Imagine… I am sitting on a plane and watching a ball game of my cell phone. Yes, FAA has allowed cell phone usage on flights, since the overpriced onboard phones did not prove to be a revenue source for the airlines. Operators have also figured out how to handle seamless roaming when travelling 30000 feet in the sky and travelling 500 miles per hour. Now Eli Manning gets the ball and passes. I want to know Eli’s stats for this season and I click on his name and the stats come up. Touch down! And we are on commercial break. An American Express add plays and message pops up that if I would like to sign up today they would wave my annual fee and give me triple miles on the flight that I was on. To schedule an appointment on arrival at concourse A please click on Appointment. Why not! You can’t beat triple miles. The next add is by Georgia Power (“A Southern Company”). Apparently I could get cheaper gas by switching from Scana. Why not! I open an SLL secured connection and fill in my application on line before the commercial break is out.

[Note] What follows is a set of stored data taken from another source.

//! In-memory object store for testing and local development

use crate::{ObjectStore, Result, StoreError};
use async_trait::async_trait;
use bytes::Bytes;
use dashmap::DashMap;
use std::sync::Arc;
use std::time::Duration;

/// An in-memory object store keyed by `(bucket, key)`
#[derive(Clone, Default)]
pub struct MemoryObjectStore {
    objects: Arc<DashMap<(String, String), Bytes>>,
    latency: Option<Duration>,
}

impl MemoryObjectStore {
    /// Create a new empty memory store
    pub fn new() -> Self {
        Self {
            objects: Arc::new(DashMap::new()),
            latency: None,
        }
    }

    /// Delay every read by `latency`
    pub fn with_latency(mut self, latency: Duration) -> Self {
        self.latency = Some(latency);
        self
    }

    /// Store an object, replacing any previous content
    pub fn put_object(&self, bucket: &str, key: &str, data: impl Into<Bytes>) {
        self.objects
            .insert((bucket.to_string(), key.to_string()), data.into());
    }
}

#[async_trait]
impl ObjectStore for MemoryObjectStore {
    async fn connect(&self) -> Result<()> {
        Ok(())
    }

    async fn get_object(&self, bucket: &str, key: &str) -> Result<Bytes> {
        if let Some(latency) = self.latency {
            tokio::time::sleep(latency).await;
        }

        self.objects
            .get(&(bucket.to_string(), key.to_string()))
            .map(|entry| entry.value().clone())
            .ok_or_else(|| StoreError::backend("NoSuchKey", "The specified key does not exist."))
    }
}

#[cfg(test)]
mod tests {
    use super::*;

    #[tokio::test]
    async fn test_put_get() {
        let store = MemoryObjectStore::new();
        store.put_object("photos", "cat.png", vec![0u8, 1, 2, 255]);

        let data = store.get_object("photos", "cat.png").await.unwrap();
        assert_eq!(&data[..], &[0u8, 1, 2, 255]);
    }

    #[tokio::test]
    async fn test_objects_are_scoped_by_bucket() {
        let store = MemoryObjectStore::new();
        store.put_object("a", "key", b"from a".as_slice());

        assert!(store.get_object("b", "key").await.is_err());
    }

    #[tokio::test]
    async fn test_missing_object() {
        let store = MemoryObjectStore::new();

        let err = store.get_object("bucket", "key").await.unwrap_err();
        assert_eq!(err.code(), Some("NoSuchKey"));
    }

    #[tokio::test]
    async fn test_put_replaces() {
        let store = MemoryObjectStore::new();
        store.put_object("bucket", "key", b"old".as_slice());
        store.put_object("bucket", "key", b"new".as_slice());

        let data = store.get_object("bucket", "key").await.unwrap();
        assert_eq!(&data[..], b"new");
    }
}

The phone rings and it’s my wife is video calling me. My son fell on his bicycle and wants to show me the bruise. It’s small and only adds to street credibility. The call is free as my voice service is by Blyk. I have responded to enough ads during the month to get free calling. It’s not an issue as they are specific to me and my current location. Just this month alone I have saved $50 by switching to Geico.